How can I watch for new files in a Docker volume using Python?


I have a Python script that watches for new files in a directory on my local machine using the watchdog package and uploads them to a remote server. The code works fine when I run it on my local machine, but now I want to run it inside a Docker container, where the files will be stored in a volume mounted to the container.

The problem is that my current implementation of the watchdog script doesn't work with Docker volumes. I suspect that this is because the FileSystemEventHandler class is not detecting the new files in the volume.

I tried to modify the path argument of the Observer object to the mounted path of the Docker volume, but this didn't work. I expected the script to detect the new files in the volume and upload them to the remote server, just like it does on my local machine. However, when I run the script inside the Docker container, it doesn't seem to detect any new files in the volume.

Here's the relevant code:

class NewFileHandler(FileSystemEventHandler):
    def on_created(self, event):
        if event.is_directory:
            return
        file_path = event.src_path
        file_name = os.path.basename(file_path)
        upload_file(file_path, file_name)
if args.watch_new == 'True':
    print(f"Waiting for new files in directory {directory}...")
    sys.stdout.flush()

    event_handler = NewFileHandler()
    observer = Observer()
    observer.schedule(event_handler, directory, recursive=True)
    observer.start()

    try:
        while True:
            time.sleep(1)
            sys.stdout.flush()
    except KeyboardInterrupt:
        observer.stop()
    observer.join()

where directory is a volume mounted from .env by docker-compose.yml:

    volumes:
      - "${DIRECTORY}:/data"

Solution

  • I've figured that the polling method works in this case.

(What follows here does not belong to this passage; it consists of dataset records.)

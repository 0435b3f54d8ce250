//! Embedding collaborator.
//!
//! Maps text to dense vectors for semantic relevance. The HTTP implementation talks to
//! a feature-extraction inference endpoint that returns either pooled vectors or a
//! token-by-dimension matrix per input; matrices are mean-pooled and every vector is
//! L2-normalized.

use async_trait::async_trait;
use serde_json::{Value, json};

use crate::client::HttpClient;
use crate::config::Config;
use crate::error::{EmbeddingError, EmbeddingResult};

/// Text embedding provider.
#[async_trait]
pub trait Embedder: Send + Sync + std::fmt::Debug {
    /// Embed several texts; the result has one vector per input, in input order.
    async fn embed_batch(&self, texts: &[String]) -> EmbeddingResult<Vec<Vec<f32>>>;

    /// Embed a single text.
    async fn embed(&self, text: &str) -> EmbeddingResult<Vec<f32>> {
        self.embed_batch(&[text.to_string()])
            .await?
            .into_iter()
            .next()
            .ok_or_else(|| EmbeddingError::InvalidResponse("empty embedding batch".to_string()))
    }
}

/// Embedder backed by a feature-extraction inference endpoint.
#[derive(Debug, Clone)]
pub struct HttpEmbedder {
    client: HttpClient,
    url: String,
    api_key: Option<String>,
}

impl HttpEmbedder {
    /// Create an embedder for `url`.
    #[must_use]
    pub fn new(client: HttpClient, url: impl Into<String>, api_key: Option<String>) -> Self {
        Self { client, url: url.into(), api_key }
    }

    /// Build from configuration; `None` when no embedding endpoint is configured.
    #[must_use]
    pub fn from_config(client: HttpClient, config: &Config) -> Option<Self> {
        let url = config.embedding_api_url.clone()?;
        Some(Self::new(client, url, config.embedding_api_key.clone()))
    }
}

#[async_trait]
impl Embedder for HttpEmbedder {
    async fn embed_batch(&self, texts: &[String]) -> EmbeddingResult<Vec<Vec<f32>>> {
        if texts.is_empty() {
            return Ok(Vec::new());
        }

        let body = json!({
            "inputs": texts,
            "options": { "wait_for_model": true }
        });

        let response: Value =
            self.client.post_json(&self.url, &body, self.api_key.as_deref()).await?;

        let items = response
            .as_array()
            .ok_or_else(|| EmbeddingError::InvalidResponse("expected a JSON array".to_string()))?;

        if items.len() != texts.len() {
            return Err(EmbeddingError::InvalidResponse(format!(
                "expected {} embeddings, got {}",
                texts.len(),
                items.len()
            )));
        }

        items
            .iter()
            .map(|item| {
                parse_embedding(item)
                    .map(|v| l2_normalize(&v))
                    .ok_or_else(|| EmbeddingError::InvalidResponse("non-numeric embedding".into()))
            })
            .collect()
    }
}

/// Vector, token matrix, or a single-element batch of either.
fn parse_embedding(value: &Value) -> Option<Vec<f32>> {
    let items = value.as_array()?;
    match items.first() {
        Some(Value::Number(_)) => parse_vector(value),
        Some(Value::Array(inner)) if matches!(inner.first(), Some(Value::Array(_))) => {
            if items.len() == 1 { parse_embedding(&items[0]) } else { None }
        }
        Some(Value::Array(_)) => {
            let rows: Vec<Vec<f32>> = items.iter().map(parse_vector).collect::<Option<_>>()?;
            Some(mean_pool(&rows))
        }
        _ => None,
    }
}

fn parse_vector(value: &Value) -> Option<Vec<f32>> {
    value.as_array()?.iter().map(|n| n.as_f64().map(|f| f as f32)).collect()
}

/// Element-wise mean of token vectors. Rows whose width differs from the first are
/// ignored.
#[must_use]
pub fn mean_pool(rows: &[Vec<f32>]) -> Vec<f32> {
    let Some(first) = rows.first() else {
        return Vec::new();
    };
    let dim = first.len();
    let mut sum = vec![0.0_f32; dim];
    let mut count = 0_usize;

    for row in rows.iter().filter(|r| r.len() == dim) {
        for (acc, x) in sum.iter_mut().zip(row) {
            *acc += x;
        }
        count += 1;
    }

    let count = count as f32;
    sum.iter_mut().for_each(|x| *x /= count);
    sum
}

/// Scale to unit length; a zero vector is returned unchanged.
#[must_use]
pub fn l2_normalize(vector: &[f32]) -> Vec<f32> {
    let norm = vector.iter().map(|x| x * x).sum::<f32>().sqrt();
    if norm > 0.0 {
        vector.iter().map(|x| x / norm).collect()
    } else {
        vector.to_vec()
    }
}
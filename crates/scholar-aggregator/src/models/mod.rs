//! Data models: canonical articles, per-source raw records, enums and tool inputs.
//!
//! Raw records use `#[serde(default)]` on every field so partial upstream payloads
//! still decode; canonical records serialize in camelCase.

mod article;
mod enums;
mod inputs;
mod raw;

pub use article::{Article, EnhancedArticle};
pub use enums::{ResponseFormat, ScoringMode, SortOption, SourceKind};
pub use inputs::*;
pub use raw::{
    ArxivEntry, CoreAuthor, CoreItem, CoreResponse, CrossrefAuthor, CrossrefDate, CrossrefItem,
    CrossrefMessage, CrossrefResponse, PwcPaper, PwcRepository, PwcResponse, PwcResult, RawRecord,
};
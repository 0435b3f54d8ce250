//! JSON output formatting with token efficiency.

use serde_json::{Value, json};

use crate::features::Features;
use crate::models::EnhancedArticle;

/// Compact article representation: placeholders and embeddings are left out.
#[must_use]
pub fn compact_article(enhanced: &EnhancedArticle) -> Value {
    let article = &enhanced.article;
    let mut obj = json!({
        "title": article.title,
        "authors": article.authors,
        "date": article.date,
        "venue": article.journal,
        "citations": article.citation_count,
        "relevance": round3(enhanced.relevance_score),
        "rankScore": round3(enhanced.ranking_score),
    });

    if article.has_doi() {
        obj["doi"] = json!(article.doi);
    }

    if article.has_abstract() {
        obj["abstract"] = json!(article.r#abstract);
    }

    if article.reference_count > 0 {
        obj["references"] = json!(article.reference_count);
    }

    if !article.tags.is_empty() {
        obj["tags"] = json!(article.tags);
    }

    if let Some(source) = article.source {
        obj["source"] = json!(source.name());
    }

    if let Some(arxiv) = &article.arxiv_id {
        obj["arxiv"] = json!(arxiv);
    }

    if let Some(url) = &article.download_url {
        obj["pdf"] = json!(url);
    }

    if let Some(url) = &article.repository_url {
        obj["code"] = json!(url);
    }

    obj
}

/// Compact list of articles.
#[must_use]
pub fn compact_articles(articles: &[EnhancedArticle]) -> Value {
    Value::Array(articles.iter().map(compact_article).collect())
}

/// Findings as a JSON object.
#[must_use]
pub fn features_json(doi: Option<&str>, features: &Features) -> Value {
    let mut obj = json!({ "features": features });
    if let Some(doi) = doi {
        obj["doi"] = json!(doi);
    }
    obj
}

fn round3(value: f64) -> f64 {
    (value * 1000.0).round() / 1000.0
}
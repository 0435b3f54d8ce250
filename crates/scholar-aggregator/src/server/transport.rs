//! HTTP transport and shared JSON-RPC types.
//!
//! Streamable HTTP: every request is a `POST /mcp`; the response carries the
//! `Mcp-Session-Id` header that binds later calls to the same search session.

use std::borrow::Cow;
use std::sync::Arc;

use axum::{
    Json, Router,
    extract::State,
    http::{HeaderMap, StatusCode},
    response::{IntoResponse, Response},
    routing::{get, post},
};
use serde::{Deserialize, Serialize};
use tower_http::cors::CorsLayer;
use tower_http::trace::TraceLayer;

use super::session::SessionManager;
use crate::tools::{McpTool, ToolContext};

/// Header carrying the session id.
pub const SESSION_HEADER: &str = "Mcp-Session-Id";

/// Default MCP protocol version when the client does not send one.
const DEFAULT_PROTOCOL_VERSION: &str = "2024-11-05";

/// JSON-RPC 2.0 request.
#[derive(Debug, Clone, Deserialize)]
pub struct JsonRpcRequest {
    pub jsonrpc: String,
    pub method: String,
    #[serde(default)]
    pub params: serde_json::Value,
    #[serde(default)]
    pub id: Option<serde_json::Value>,
}

/// JSON-RPC 2.0 response.
#[derive(Debug, Clone, Serialize)]
pub struct JsonRpcResponse {
    pub jsonrpc: Cow<'static, str>,
    #[serde(skip_serializing_if = "Option::is_none")]
    pub result: Option<serde_json::Value>,
    #[serde(skip_serializing_if = "Option::is_none")]
    pub error: Option<JsonRpcError>,
    #[serde(skip_serializing_if = "Option::is_none")]
    pub id: Option<serde_json::Value>,
}

/// JSON-RPC 2.0 error.
#[derive(Debug, Clone, Serialize)]
pub struct JsonRpcError {
    pub code: i32,
    pub message: String,
    #[serde(skip_serializing_if = "Option::is_none")]
    pub data: Option<serde_json::Value>,
}

impl JsonRpcResponse {
    /// JSON-RPC version constant.
    const VERSION: &'static str = "2.0";

    #[must_use]
    pub fn success(id: Option<serde_json::Value>, result: serde_json::Value) -> Self {
        Self { jsonrpc: Cow::Borrowed(Self::VERSION), result: Some(result), error: None, id }
    }

    #[must_use]
    pub fn error(id: Option<serde_json::Value>, code: i32, message: impl Into<String>) -> Self {
        Self {
            jsonrpc: Cow::Borrowed(Self::VERSION),
            result: None,
            error: Some(JsonRpcError { code, message: message.into(), data: None }),
            id,
        }
    }
}

/// MCP tool info for tools/list response.
#[derive(Debug, Serialize)]
pub struct McpToolInfo {
    pub name: String,
    pub description: String,
    #[serde(rename = "inputSchema")]
    pub input_schema: serde_json::Value,
}

/// Dispatch one JSON-RPC request against `tools` in the context of one session.
///
/// Returns `None` for notifications, which get no response body.
pub async fn dispatch(
    req: &JsonRpcRequest,
    tools: &[Box<dyn McpTool>],
    ctx: &ToolContext,
) -> Option<JsonRpcResponse> {
    let is_notification = req.id.is_none();

    let response = match req.method.as_str() {
        "initialize" => JsonRpcResponse::success(req.id.clone(), initialize_result(&req.params)),
        "notifications/initialized" | "initialized" | "notifications/cancelled" => {
            if is_notification {
                return None;
            }
            JsonRpcResponse::success(req.id.clone(), serde_json::json!({}))
        }
        "tools/list" => handle_tools_list(req.id.clone(), tools),
        "tools/call" => handle_tools_call(req.id.clone(), &req.params, tools, ctx).await,
        "ping" => JsonRpcResponse::success(req.id.clone(), serde_json::json!({})),
        _ => {
            if is_notification {
                return None;
            }
            JsonRpcResponse::error(req.id.clone(), -32601, format!("Method not found: {}", req.method))
        }
    };

    Some(response)
}

fn initialize_result(params: &serde_json::Value) -> serde_json::Value {
    let protocol_version = params
        .get("protocolVersion")
        .and_then(|v| v.as_str())
        .unwrap_or(DEFAULT_PROTOCOL_VERSION);

    tracing::info!("MCP initialize: protocol version {}", protocol_version);

    serde_json::json!({
        "protocolVersion": protocol_version,
        "capabilities": {
            "tools": {
                "listChanged": false
            }
        },
        "serverInfo": {
            "name": "scholar-aggregator",
            "version": env!("CARGO_PKG_VERSION")
        }
    })
}

fn handle_tools_list(id: Option<serde_json::Value>, tools: &[Box<dyn McpTool>]) -> JsonRpcResponse {
    let tool_list: Vec<McpToolInfo> = tools
        .iter()
        .map(|t| McpToolInfo {
            name: t.name().to_string(),
            description: t.description().to_string(),
            input_schema: t.input_schema(),
        })
        .collect();

    JsonRpcResponse::success(id, serde_json::json!({ "tools": tool_list }))
}

async fn handle_tools_call(
    id: Option<serde_json::Value>,
    params: &serde_json::Value,
    tools: &[Box<dyn McpTool>],
    ctx: &ToolContext,
) -> JsonRpcResponse {
    let Some(tool_name) = params.get("name").and_then(|v| v.as_str()) else {
        return JsonRpcResponse::error(id, -32602, "Missing 'name' parameter");
    };

    let arguments = params.get("arguments").cloned().unwrap_or(serde_json::json!({}));

    let Some(tool) = tools.iter().find(|t| t.name() == tool_name) else {
        return JsonRpcResponse::error(id, -32602, format!("Tool not found: {}", tool_name));
    };

    tracing::info!(tool = %tool_name, "Executing tool");

    match tool.execute(ctx, arguments).await {
        Ok(result) => JsonRpcResponse::success(
            id,
            serde_json::json!({
                "content": [{
                    "type": "text",
                    "text": result
                }]
            }),
        ),
        Err(e) => {
            tracing::error!(tool = %tool_name, error = %e, "Tool execution failed");
            JsonRpcResponse::error(id, -32000, format!("Tool error: {}", e.to_user_message()))
        }
    }
}

/// Shared state for HTTP handlers.
pub struct HttpState {
    pub tools: Vec<Box<dyn McpTool>>,
    pub ctx: ToolContext,
    pub sessions: Arc<SessionManager>,
}

/// Create the HTTP router for MCP.
pub fn create_router(tools: Vec<Box<dyn McpTool>>, ctx: ToolContext) -> Router {
    let sessions = Arc::new(SessionManager::new());
    Arc::clone(&sessions).start_cleanup_task();
    router_with_sessions(tools, ctx, sessions)
}

/// Router over an explicit session registry.
pub fn router_with_sessions(
    tools: Vec<Box<dyn McpTool>>,
    ctx: ToolContext,
    sessions: Arc<SessionManager>,
) -> Router {
    let state = Arc::new(HttpState { tools, ctx, sessions });

    Router::new()
        .route("/", get(health_check))
        .route("/health", get(health_check))
        .route("/mcp", post(handle_mcp_post).delete(handle_mcp_delete))
        .layer(CorsLayer::permissive())
        .layer(TraceLayer::new_for_http())
        .with_state(state)
}

async fn health_check(State(state): State<Arc<HttpState>>) -> impl IntoResponse {
    Json(serde_json::json!({
        "status": "ok",
        "service": "scholar-aggregator",
        "version": env!("CARGO_PKG_VERSION"),
        "sessions": state.sessions.session_count().await,
        "tools": state.tools.len()
    }))
}

fn session_id(headers: &HeaderMap) -> Option<&str> {
    headers.get(SESSION_HEADER).and_then(|v| v.to_str().ok())
}

async fn handle_mcp_post(
    State(state): State<Arc<HttpState>>,
    headers: HeaderMap,
    Json(req): Json<JsonRpcRequest>,
) -> Response {
    tracing::debug!(method = %req.method, "Handling MCP POST request");

    let session = state.sessions.get_or_create_session(session_id(&headers)).await;
    let ctx = state.ctx.with_session(Arc::clone(&session.search));

    let mut response = match dispatch(&req, &state.tools, &ctx).await {
        Some(body) => Json(body).into_response(),
        None => StatusCode::ACCEPTED.into_response(),
    };

    if let Some(value) = session.header_value() {
        response.headers_mut().insert(SESSION_HEADER, value);
    }
    response
}

async fn handle_mcp_delete(State(state): State<Arc<HttpState>>, headers: HeaderMap) -> StatusCode {
    match session_id(&headers) {
        Some(id) if state.sessions.remove_session(id).await => StatusCode::NO_CONTENT,
        _ => StatusCode::NOT_FOUND,
    }
}

#[cfg(test)]
mod tests {
    use super::*;

    #[test]
    fn test_error_response_shape() {
        let resp = JsonRpcResponse::error(Some(serde_json::json!(7)), -32601, "Method not found: x");
        let json = serde_json::to_value(&resp).unwrap();
        assert_eq!(json["jsonrpc"], "2.0");
        assert_eq!(json["id"], 7);
        assert_eq!(json["error"]["code"], -32601);
        assert!(json.get("result").is_none());
    }

    #[test]
    fn test_initialize_echoes_protocol_version() {
        let result = initialize_result(&serde_json::json!({"protocolVersion": "2025-03-26"}));
        assert_eq!(result["protocolVersion"], "2025-03-26");
        assert_eq!(result["serverInfo"]["name"], "scholar-aggregator");

        let result = initialize_result(&serde_json::Value::Null);
        assert_eq!(result["protocolVersion"], DEFAULT_PROTOCOL_VERSION);
    }
}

    def get_file_list(directory): 
        return [f for f in os.listdir(directory) if os.path.isfile(os.path.join(directory, f))]
    
    def wait_new_files(directory): 
        previous_files = get_file_list(directory)
        while True:
            current_files = get_file_list(directory)
            new_files = list(set(current_files) - set(previous_files))
            for new_file in new_files:
                print("New file created:", new_file)
                file_path = os.path.join(directory, new_file)
                file_name = os.path.basename(file_path)
                upload_file(file_path, file_name)
            previous_files = current_files
            time.sleep(1)
    

    Does anyone know of other ways to monitor a Docker volume for changes, or is the polling method the only viable option in this case?